According to him, Nigeria recognises the challenge posed by deforestation, even as it also recognises the importance of maintaining the diversity of genetic resources, species, and ecosystems for improving the livelihoods of people and their social welfare.

“To this end, the continuous development of tourism centres and in-situ conservation areas through ecological representatives such as our National Parks, Game Reserves, Strict Nature Reserves and sanctuaries are given top priority by this administration,” he contends.

He adds: “Government is committed to the achievement of the Bonn Challenge, the New York Declaration and other global initiatives for forest and landscape restoration. To this end, Government will continue to address the degraded ecosystems nation-wide in the 2017-2018 development years through the Ministry’s collaborative initiative with the National Youth Service Corps (NYSC).  This will not only restore our degraded ecosystems but also enhance our tourism and cultural values, and build ecosystem resilience against the impact of climate change.

“We remain committed to implementing the National Biodiversity Strategy and Action Plan (NBSAP), which has been reviewed in line with the Global Strategy for Biodiversity Conservation 2011-2020 and its Aichi Biodiversity Target.

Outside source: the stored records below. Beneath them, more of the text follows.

use weave::prelude::*;

pub struct Greeter;

#[component]
impl Greeter {
    #[inject]
    pub fn new(#[named("Greeting")] #[all] greetings: Vec<&'static str>) -> Self {
        let _ = greetings;
        Greeter
    }
}

fn main() {
    let _ = Greeter;
}
#[cfg(test)]
mod tests {
    use std::convert::Infallible;
    use std::sync::atomic::{AtomicUsize, Ordering};
    use std::sync::Barrier;
    use std::thread;
    use std::time::Duration;

    use crate::container::injector::TypedInjector;
    use crate::provider::closure::RawClosureProvider;
    use crate::provider::instance::InstanceProvider;

    use super::*;

    fn raw_dependency(
        name: &'static str,
        dependency: Option<&'static str>,
    ) -> Arc<dyn Provider> {
        Arc::new(RawClosureProvider::new(
            move |injector: &dyn Injector, _: &CallContext<'_>| {
                if let Some(dependency) = dependency {
                    injector.dyn_get(&ServiceType::named(dependency))?;
                }
                Ok(Ok::<_, Infallible>(name))
            },
        ))
    }

    fn register_named(core: &ContainerCore, name: &'static str, dependency: Option<&'static str>, lifetime: Lifetime) {
        core.register(
            ServiceType::named(name),
            ServiceType::named(format!("{name}Impl")),
            raw_dependency(name, dependency),
            lifetime,
        )
        .unwrap();
    }

    #[test]
    fn container_core_detects_transient_cycle() {
        let core = ContainerCore::new(ContainerOptions::default());
        register_named(&core, "A", Some("B"), Lifetime::Transient);
        register_named(&core, "B", Some("A"), Lifetime::Transient);

        let Err(InjectorError::CyclicDependency { chain }) = core.dyn_get(&ServiceType::named("A"))
        else {
            panic!("the cycle should be detected");
        };
        let names: Vec<_> = chain.iter().map(ToString::to_string).collect();
        assert_eq!(names, ["A", "B", "A"]);
    }

    #[test]
    fn container_core_detects_singleton_cycle_through_transient() {
        let core = ContainerCore::new(ContainerOptions::default());
        register_named(&core, "A", Some("B"), Lifetime::Singleton);
        register_named(&core, "B", Some("A"), Lifetime::Transient);

        let res = core.dyn_get(&ServiceType::named("A"));
        assert!(matches!(res, Err(InjectorError::CyclicDependency { .. })));
        // The failure is cached with the singleton.
        let res = core.dyn_get(&ServiceType::named("A"));
        assert!(matches!(res, Err(InjectorError::CyclicDependency { .. })));
    }

    #[test]
    fn container_core_singleton_is_built_once_across_threads() {
        const THREADS: usize = 8;
        let core = Arc::new(ContainerCore::new(ContainerOptions::default()));
        let created = Arc::new(AtomicUsize::new(0));
        let counter = Arc::clone(&created);
        core.register(
            ServiceType::of::<Arc<String>>(),
            ServiceType::named("Greeting"),
            Arc::new(RawClosureProvider::new(
                move |_: &dyn Injector, _: &CallContext<'_>| {
                    counter.fetch_add(1, Ordering::SeqCst);
                    thread::sleep(Duration::from_millis(20));
                    Ok(Ok::<_, Infallible>(Arc::new(String::from("hello"))))
                },
            )),
            Lifetime::Singleton,
        )
        .unwrap();

        let barrier = Arc::new(Barrier::new(THREADS));
        let handles: Vec<_> = (0..THREADS)
            .map(|_| {
                let core = Arc::clone(&core);
                let barrier = Arc::clone(&barrier);
                thread::spawn(move || {
                    barrier.wait();
                    core.get_of::<Arc<String>>().unwrap()
                })
            })
            .collect();
        let greetings: Vec<_> = handles
            .into_iter()
            .map(|h| h.join().expect("Each thread should not `panic!()`"))
            .collect();

        assert_eq!(created.load(Ordering::SeqCst), 1);
        assert!(greetings.iter().all(|g| Arc::ptr_eq(g, &greetings[0])));
    }

    #[test]
    fn container_core_locks_on_first_resolution() {
        let core = ContainerCore::new(ContainerOptions::default());
        core.register(
            ServiceType::of::<i32>(),
            ServiceType::named("Answer"),
            Arc::new(InstanceProvider::new(42i32)),
            Lifetime::Transient,
        )
        .unwrap();
        assert!(!core.is_locked());

        assert_eq!(core.get_of::<i32>().unwrap(), 42);
        assert!(core.is_locked());
        let res = core.register(
            ServiceType::of::<u8>(),
            ServiceType::named("Byte"),
            Arc::new(InstanceProvider::new(1u8)),
            Lifetime::Transient,
        );
        assert!(matches!(
            res,
            Err(RegistryError::ContainerLocked {
                operation: "register"
            })
        ));
    }

    #[test]
    fn container_core_installs_materialized_producers() {
        let core = ContainerCore::new(ContainerOptions::default());
        core.register_pattern(
            Pattern::new(
                ServiceType::named("IRepo").with_param("T"),
                ServiceType::named("RepoA").with_param("T"),
            ),
            Arc::new(InstanceProvider::new(0u8)),
            None,
        )
        .unwrap();
        let request = ServiceType::named("IRepo").with_arg(ServiceType::named("Entity"));

        assert!(core.lookup(&request).is_none());
        core.dyn_get(&request).unwrap();
        let producer = core.lookup(&request).unwrap();
        assert_eq!(producer.implementation_type().to_string(), "RepoA<Entity>");
    }

    #[test]
    fn container_core_caches_conditional_matches_per_consumer() {
        let core = ContainerCore::new(ContainerOptions::default());
        let evaluated = Arc::new(AtomicUsize::new(0));
        let counter = Arc::clone(&evaluated);
        core.register_pattern(
            Pattern::new(ServiceType::named("ILogger"), ServiceType::named("FileLogger")),
            Arc::new(InstanceProvider::new("file")),
            Some(Arc::new(move |_: &matcher::PredicateContext<'_>| {
                counter.fetch_add(1, Ordering::SeqCst);
                true
            })),
        )
        .unwrap();

        core.dyn_get(&ServiceType::named("ILogger")).unwrap();
        core.dyn_get(&ServiceType::named("ILogger")).unwrap();
        assert_eq!(evaluated.load(Ordering::SeqCst), 1);
        assert!(core.lookup(&ServiceType::named("ILogger")).is_none());
    }
}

“Our NBSAP is an embodiment of how synergetic actions within the environment sector and linkages with other economic sectors can be profitable in addressing the threats to our biodiversity and halting its loss. The ongoing clean up of the Niger Delta, reclamation of Lake Chad, remediation of lead poisoning, removal of Typha grass in Lake Nguru and restoration of livelihood around these communities is a demonstration of our commitments to restore and preserves our biological diversity and genetic resources.

“In the course of the NBSAP revision, the website, www.chm-cbd.com.ng, was established for the dissemination of information on biodiversity. This is an affirmation of this administration’s efforts to prioritise biodiversity conservation for the economic and social well-being of our people.

“In December 2016, the President assented to the bill sent by the National Assembly, The Endangered Species (Control of International Trade and Traffic) Amendment Act 2016.

“Individual actions and Investment decisions in corporate bodies should always take into account the impact on biodiversity. There is need now more than ever to halt biodiversity loss to preserve our future and that of our posterities. Let us all join hands to conserve and sustainably use biodiversity in order to halt its loss and consequently ensure our livelihoods and our own survival.”